F＝{f(x)＝ω _q(x) }(q:R ^m →T,ω∈R ^T )

where q represents the structure of each tree, which maps the samples to the corresponding leaf nodes; t is the structure q and leaf node weight ω of the corresponding tree, so the predicted value of XGBoost is the sum of the values of the corresponding leaf nodes of each tree, minimizing the following objective function:

wherein,,representing the predicted value, y, of the model _i Class label representing the i-th sample, f _k Representing a kth tree model, T representing the number of leaf nodes of each tree, ω representing a set of fractions of leaf nodes of each tree, γ and λ representing coefficients, in practical application requiring tuning, the first term of the above equation being a loss error, the second term being a regularization term, controlling complexity of the tree, preventing overfitting, the optimization parameter of the objective function being a model (function) which cannot be optimized in the european space by the conventional optimization method, but which can be understood as an addition way when training, so that at the T-th round f (T) is added to the model, minimizing the objective function, the procedure is as follows:

---

wherein,,

2. the XGBoost-LSTM based grid load prediction method of claim 1, wherein: in the step S8, since some uncertain events occur every month, which may affect the load of the power grid, the magnitude of the random component may be adjusted according to the events, so as to improve the accuracy and generalization capability of model prediction.

3. An XGBoost-LSTM based power grid load prediction apparatus, performing an XGBoost-LSTM based power grid load prediction method according to any one of claims 1-2, characterized by: the system comprises a data acquisition module, a data storage module, a preprocessing module and an execution module, wherein the data acquisition module is connected with the data storage module, the data acquisition module is used for acquiring original power grid load data and transmitting the acquired original power grid load data to the storage module for storage, the data storage module is connected with the preprocessing module, the preprocessing module is used for preprocessing a data set and decomposing a load data sequence, the preprocessing module is connected with the execution module, the execution module is used for executing a load prediction instruction, and the predicted data is stored in the data storage module.
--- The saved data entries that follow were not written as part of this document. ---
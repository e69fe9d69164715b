//! Test utilities for integration testing.
//!
//! This module provides:
//! - Test data factories for creating valid test fixtures
//! - Failing repository implementations for exercising error paths
//! - A builder for constructing `AppState` with test dependencies

mod app_state_builder;
mod factories;
mod waitlist_mocks;

pub use app_state_builder::*;
pub use factories::*;
pub use waitlist_mocks::*;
4. A XGBoost-LSTM based grid load prediction device according to claim 3, characterized in that: the data storage module comprises a prediction data storage unit and a load data storage unit, the prediction data storage unit is connected with the execution module and used for storing predicted data, the load data storage unit is connected with the data acquisition module, the power grid load data transmitted by the data acquisition module is stored, the data receiving module is used for obtaining the original load data of the power grid, the preprocessing module is used for preprocessing the original load data and decomposing a load sequence, the execution module is used for executing an instruction for predicting the power grid load, and the data storage module is used for storing the original power grid load data obtained by the data receiving module and the load data predicted by the execution module model.